Sample      X      N  Sample p
1         750   5000  0.150000
2       25250  95000  0.265789

Difference = p (1) - p (2)
Estimate for difference:  -0.115789
95% CI for difference:  (-0.126078, -0.105501)
Test for difference = 0 (vs ≠ 0):
Z = -22.06  P-Value = 0.000


It is usually bad practice to compare part of a population with the population as a whole: that way some individuals are double-counted. That is why I compared neighborhood A with the rest of the city.

With numbers as large as these, even some 'fairly small' differences in percentages will turn out to be significant (as happened in this example). That is, the null hypothesis that the two percentages are equal, will be rejected at the 5% level (P-value less than 5%).

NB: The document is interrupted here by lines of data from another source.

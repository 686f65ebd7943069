//! Collaborator traits consumed by the reconciliation engine.

use async_trait::async_trait;

use crate::error::ConnectorResult;
use crate::record::{FieldMap, RawRecord};
use crate::selection::Selection;
use crate::types::Source;

/// Provider of raw asset records for one source system.
///
/// Retry, caching, and pagination are the provider's responsibility; a
/// failure surfaced here is fatal to the reconciliation run.
#[async_trait]
pub trait SourceProvider: Send + Sync {
    /// Fetch every asset record held by the given source.
    async fn fetch_records(&self, source: Source) -> ConnectorResult<Vec<RawRecord>>;
}

/// Write access to the service-desk system.
///
/// Implementations must be idempotent-safe under retry: applying the same
/// operation twice must not duplicate an asset.
#[async_trait]
pub trait TargetWriter: Send + Sync {
    /// Read the current remote field values for an asset.
    ///
    /// Returns `None` if the asset does not exist. The applier calls this
    /// immediately before each write to capture the before-image used for
    /// compensating rollback.
    async fn read_fields(&self, asset_id: &str) -> ConnectorResult<Option<FieldMap>>;

    /// Create a new asset with the given fields.
    async fn create(&self, asset_id: &str, fields: &FieldMap) -> ConnectorResult<()>;

    /// Update field values on an existing asset.
    async fn update(&self, asset_id: &str, fields: &FieldMap) -> ConnectorResult<()>;

    /// Delete an asset.
    async fn delete(&self, asset_id: &str) -> ConnectorResult<()>;
}

/// A producer of field-level selections.
///
/// Any concrete front-end (console prompt, scripted batch, web form)
/// implements this; the engine never sees the surface behind it.
#[async_trait]
pub trait SelectionSource: Send + Sync {
    /// Yield the next selection, or `None` when the stream is exhausted.
    ///
    /// A source may terminate early (user cancellation); the engine then
    /// builds a changeset from whatever arrived so far.
    async fn next_selection(&mut self) -> ConnectorResult<Option<Selection>>;
}
//! Selection values exchanged with selection front-ends.

use serde::{Deserialize, Serialize};
use std::fmt;

/// Which side (or neither) a selection takes for a field.
#[derive(Debug, Clone, Copy, PartialEq, Eq, Hash, Serialize, Deserialize)]
#[serde(rename_all = "snake_case")]
pub enum SelectionOrigin {
    /// Keep the monitoring-system value.
    Left,
    /// Keep the service-desk value.
    Right,
    /// Use an operator-supplied value.
    Custom,
    /// Leave the field untouched.
    Skip,
}

impl SelectionOrigin {
    /// Convert to string representation.
    #[must_use]
    pub fn as_str(&self) -> &'static str {
        match self {
            SelectionOrigin::Left => "left",
            SelectionOrigin::Right => "right",
            SelectionOrigin::Custom => "custom",
            SelectionOrigin::Skip => "skip",
        }
    }
}

impl fmt::Display for SelectionOrigin {
    fn fmt(&self, f: &mut fmt::Formatter<'_>) -> fmt::Result {
        write!(f, "{}", self.as_str())
    }
}

impl std::str::FromStr for SelectionOrigin {
    type Err = String;

    fn from_str(s: &str) -> Result<Self, Self::Err> {
        match s.to_lowercase().as_str() {
            "left" => Ok(SelectionOrigin::Left),
            "right" => Ok(SelectionOrigin::Right),
            "custom" => Ok(SelectionOrigin::Custom),
            "skip" => Ok(SelectionOrigin::Skip),
            _ => Err(format!("Unknown selection origin: {s}")),
        }
    }
}

/// One field-level decision made by a selection front-end.
#[derive(Debug, Clone, PartialEq, Eq, Serialize, Deserialize)]
pub struct Selection {
    /// Asset the selection applies to.
    pub asset_id: String,
    /// Field the selection applies to.
    pub field_name: String,
    /// The value to keep (`None` clears the field). Ignored for `Skip`.
    pub value: Option<String>,
    /// Where the value came from.
    pub origin: SelectionOrigin,
}

impl Selection {
    /// Create a selection.
    #[must_use]
    pub fn new(
        asset_id: impl Into<String>,
        field_name: impl Into<String>,
        value: Option<String>,
        origin: SelectionOrigin,
    ) -> Self {
        Self {
            asset_id: asset_id.into(),
            field_name: field_name.into(),
            value,
            origin,
        }
    }

    /// Check whether this selection carries a value to apply.
    #[must_use]
    pub fn is_skip(&self) -> bool {
        self.origin == SelectionOrigin::Skip
    }
}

You might also want to compare two different neighborhoods using such a test. Not all comparisons will be significant: If neighborhood B has population 10,000 with 16% Yes's, that's not significantly different from neighborhood A.

 Test and CI for Two Proportions

Sample     X      N  Sample p
1        750   5000  0.150000     # Nbd A
2       1600  10000  0.160000     # Nbd B

Difference = p (1) - p (2)
Estimate for difference:  -0.01
95% CI for difference:  (-0.0222306, 0.00223055)
Test for difference = 0 (vs ≠ 0):
Z = -1.60  P-Value = 0.109


Another idea: Maybe you want to make a list of neighborhoods and their observed percentages of Yes answers, along with a confidence interval showing what the true percentages might be.

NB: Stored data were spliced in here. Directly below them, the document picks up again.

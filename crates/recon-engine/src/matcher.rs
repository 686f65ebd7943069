//! Record matcher.
//!
//! Pairs records across the two sources so that every input record lands
//! in exactly one [`MatchPair`]. An exact pass pairs records whose
//! normalized identifiers are equal; a fuzzy pass scores the remainder
//! with weighted string similarity and resolves ambiguity by greedy
//! maximum-weight matching with a deterministic tie-break.

use serde::{Deserialize, Serialize};
use std::collections::BTreeMap;
use std::fmt;
use strsim::{jaro_winkler, normalized_levenshtein};

use crate::record::AssetRecord;

/// How a pair was produced.
#[derive(Debug, Clone, Copy, PartialEq, Eq, Hash, Serialize, Deserialize)]
#[serde(rename_all = "snake_case")]
pub enum MatchStrategy {
    /// Normalized identifier equality only.
    Exact,
    /// Weighted string-similarity scoring only.
    Fuzzy,
    /// Exact pass first, fuzzy pass over the remainder.
    Smart,
}

impl MatchStrategy {
    /// Convert to string representation.
    #[must_use]
    pub fn as_str(&self) -> &'static str {
        match self {
            MatchStrategy::Exact => "exact",
            MatchStrategy::Fuzzy => "fuzzy",
            MatchStrategy::Smart => "smart",
        }
    }
}

impl fmt::Display for MatchStrategy {
    fn fmt(&self, f: &mut fmt::Formatter<'_>) -> fmt::Result {
        write!(f, "{}", self.as_str())
    }
}

/// Which sources a pair covers.
#[derive(Debug, Clone, Copy, PartialEq, Eq, Hash, Serialize, Deserialize)]
#[serde(rename_all = "snake_case")]
pub enum Presence {
    /// The asset was found in both sources.
    Both,
    /// Only the monitoring system has the asset.
    LeftOnly,
    /// Only the service desk has the asset.
    RightOnly,
}

/// A pairing of records across the two sources.
#[derive(Debug, Clone, Serialize, Deserialize)]
pub struct MatchPair {
    /// Monitoring-side record, absent for `RightOnly`.
    pub left: Option<AssetRecord>,
    /// Service-desk-side record, absent for `LeftOnly`.
    pub right: Option<AssetRecord>,
    /// Matcher certainty in [0, 1] that both denote the same asset.
    pub confidence: f64,
    /// Strategy that produced the pair.
    pub strategy: MatchStrategy,
    /// Which sources the pair covers.
    pub presence: Presence,
}

impl MatchPair {
    /// The asset identifier for this pair, preferring the left side.
    #[must_use]
    pub fn asset_id(&self) -> &str {
        self.left
            .as_ref()
            .or(self.right.as_ref())
            .map_or("", |r| r.asset_id.as_str())
    }
}

/// Matcher configuration.
#[derive(Debug, Clone)]
pub struct MatcherConfig {
    /// Matching strategy.
    pub strategy: MatchStrategy,
    /// Minimum similarity score for a fuzzy candidate.
    pub threshold: f64,
    /// Weight given to asset-identifier similarity.
    pub id_weight: f64,
    /// Per-field weights for fuzzy scoring. Fields absent on either side
    /// contribute nothing.
    pub field_weights: Vec<(String, f64)>,
}

impl Default for MatcherConfig {
    fn default() -> Self {
        Self {
            strategy: MatchStrategy::Smart,
            threshold: 0.7,
            id_weight: 1.0,
            field_weights: Vec::new(),
        }
    }
}

/// Pairs records across the two sources.
#[derive(Debug, Clone, Default)]
pub struct Matcher {
    config: MatcherConfig,
}

impl Matcher {
    /// Create a matcher with default configuration.
    #[must_use]
    pub fn new() -> Self {
        Self::default()
    }

    /// Create a matcher with custom configuration.
    #[must_use]
    pub fn with_config(config: MatcherConfig) -> Self {
        Self { config }
    }

    /// Pair every record on either side into exactly one [`MatchPair`].
    ///
    /// Inputs must already be normalized; duplicate identifiers within a
    /// source are rejected upstream.
    #[must_use]
    pub fn match_records(
        &self,
        left: Vec<AssetRecord>,
        right: Vec<AssetRecord>,
    ) -> Vec<MatchPair> {
        let mut pairs = Vec::new();
        let mut left_pool: Vec<AssetRecord> = left;
        let mut right_pool: Vec<AssetRecord> = right;

        if matches!(
            self.config.strategy,
            MatchStrategy::Exact | MatchStrategy::Smart
        ) {
            self.exact_pass(&mut left_pool, &mut right_pool, &mut pairs);
        }

        if matches!(
            self.config.strategy,
            MatchStrategy::Fuzzy | MatchStrategy::Smart
        ) {
            self.fuzzy_pass(&mut left_pool, &mut right_pool, &mut pairs);
        }

        for record in left_pool {
            pairs.push(MatchPair {
                left: Some(record),
                right: None,
                confidence: 0.0,
                strategy: self.config.strategy,
                presence: Presence::LeftOnly,
            });
        }
        for record in right_pool {
            pairs.push(MatchPair {
                left: None,
                right: Some(record),
                confidence: 0.0,
                strategy: self.config.strategy,
                presence: Presence::RightOnly,
            });
        }

        tracing::debug!(
            pairs = pairs.len(),
            both = pairs.iter().filter(|p| p.presence == Presence::Both).count(),
            "Matched source records"
        );

        pairs
    }

    /// Pair records whose normalized identifiers are equal.
    fn exact_pass(
        &self,
        left_pool: &mut Vec<AssetRecord>,
        right_pool: &mut Vec<AssetRecord>,
        pairs: &mut Vec<MatchPair>,
    ) {
        // BTreeMap keeps the pass order-independent of input ordering.
        let mut right_index: BTreeMap<String, AssetRecord> = BTreeMap::new();
        for record in right_pool.drain(..) {
            right_index.insert(normalize_id(&record.asset_id), record);
        }

        let mut unmatched_left = Vec::new();
        for record in left_pool.drain(..) {
            match right_index.remove(&normalize_id(&record.asset_id)) {
                Some(right) => pairs.push(MatchPair {
                    left: Some(record),
                    right: Some(right),
                    confidence: 1.0,
                    strategy: MatchStrategy::Exact,
                    presence: Presence::Both,
                }),
                None => unmatched_left.push(record),
            }
        }

        *left_pool = unmatched_left;
        *right_pool = right_index.into_values().collect();
    }

    /// Greedy maximum-weight matching over the remaining records.
    fn fuzzy_pass(
        &self,
        left_pool: &mut Vec<AssetRecord>,
        right_pool: &mut Vec<AssetRecord>,
        pairs: &mut Vec<MatchPair>,
    ) {
        if left_pool.is_empty() || right_pool.is_empty() {
            return;
        }

        // Score every cross pair above the threshold.
        let mut candidates: Vec<(f64, usize, usize)> = Vec::new();
        for (li, left) in left_pool.iter().enumerate() {
            for (ri, right) in right_pool.iter().enumerate() {
                let score = self.similarity(left, right);
                if score >= self.config.threshold {
                    candidates.push((score, li, ri));
                }
            }
        }

        // Highest score first; ties break by lexicographically smaller
        // (left id, right id) so the pass is deterministic.
        candidates.sort_by(|a, b| {
            b.0.total_cmp(&a.0)
                .then_with(|| left_pool[a.1].asset_id.cmp(&left_pool[b.1].asset_id))
                .then_with(|| right_pool[a.2].asset_id.cmp(&right_pool[b.2].asset_id))
        });

        let mut left_taken = vec![false; left_pool.len()];
        let mut right_taken = vec![false; right_pool.len()];
        let mut matched: Vec<(usize, usize, f64)> = Vec::new();

        let mut iter = candidates.iter().peekable();
        while let Some(&(score, li, ri)) = iter.next() {
            if left_taken[li] || right_taken[ri] {
                continue;
            }
            if let Some(&&(next_score, nli, nri)) = iter.peek() {
                if (next_score - score).abs() < f64::EPSILON
                    && !left_taken[nli]
                    && !right_taken[nri]
                    && (nli == li || nri == ri)
                {
                    tracing::warn!(
                        left_id = %left_pool[li].asset_id,
                        score = score,
                        "Ambiguous fuzzy match resolved by identifier tie-break"
                    );
                }
            }
            left_taken[li] = true;
            right_taken[ri] = true;
            matched.push((li, ri, score));
        }

        // Drain the pools, emitting matched pairs and keeping leftovers.
        let left_records: Vec<AssetRecord> = left_pool.drain(..).collect();
        let mut right_records: Vec<Option<AssetRecord>> =
            right_pool.drain(..).map(Some).collect();

        let mut matched_by_left: BTreeMap<usize, (usize, f64)> = BTreeMap::new();
        for (li, ri, score) in matched {
            matched_by_left.insert(li, (ri, score));
        }

        for (li, record) in left_records.into_iter().enumerate() {
            if let Some(&(ri, score)) = matched_by_left.get(&li) {
                if let Some(right) = right_records[ri].take() {
                    pairs.push(MatchPair {
                        left: Some(record),
                        right: Some(right),
                        confidence: score,
                        strategy: MatchStrategy::Fuzzy,
                        presence: Presence::Both,
                    });
                    continue;
                }
            }
            left_pool.push(record);
        }
        right_pool.extend(right_records.into_iter().flatten());
    }

    /// Weighted similarity score for a candidate pair.
    ///
    /// The asset identifier and each configured field contribute a
    /// combined Levenshtein / Jaro-Winkler score scaled by their weight.
    fn similarity(&self, left: &AssetRecord, right: &AssetRecord) -> f64 {
        let mut total_weight = self.config.id_weight;
        let mut weighted_sum = self.config.id_weight
            * string_similarity(&normalize_id(&left.asset_id), &normalize_id(&right.asset_id));

        for (field, weight) in &self.config.field_weights {
            let (Some(Some(lv)), Some(Some(rv))) =
                (left.fields.get(field), right.fields.get(field))
            else {
                continue;
            };
            total_weight += weight;
            weighted_sum += weight * string_similarity(&lv.to_lowercase(), &rv.to_lowercase());
        }

        if total_weight == 0.0 {
            0.0
        } else {
            weighted_sum / total_weight
        }
    }
}

/// Identifier normalization for matching: case-fold and trim.
fn normalize_id(id: &str) -> String {
    id.trim().to_lowercase()
}

/// Combined similarity of two already-normalized strings.
fn string_similarity(a: &str, b: &str) -> f64 {
    if a.is_empty() && b.is_empty() {
        return 1.0;
    }
    (normalized_levenshtein(a, b) + jaro_winkler(a, b)) / 2.0
}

For neighborhood A, a 95% confidence interval would be $$.15 \pm 1.96\sqrt{\frac{(.15)(1-.15)}{5000}},$$ That amounts to a percentage of $$15 \pm 0.1.$$

For neighborhood B, its a percentage of $$16 \pm 0.07.$$

In a comment you say you want to see if "the neighborhoods are different in z scores" but if you want to see if the neighborhoods are different, z scores are not the way to go. In his answer, BruceET made a few good suggestions. I have one more: You can do logistic regression with "neighborhood" as an independent variable and whatever it is you are working with as a dependent variable. This lets you compare all the neighborhoods at the same time.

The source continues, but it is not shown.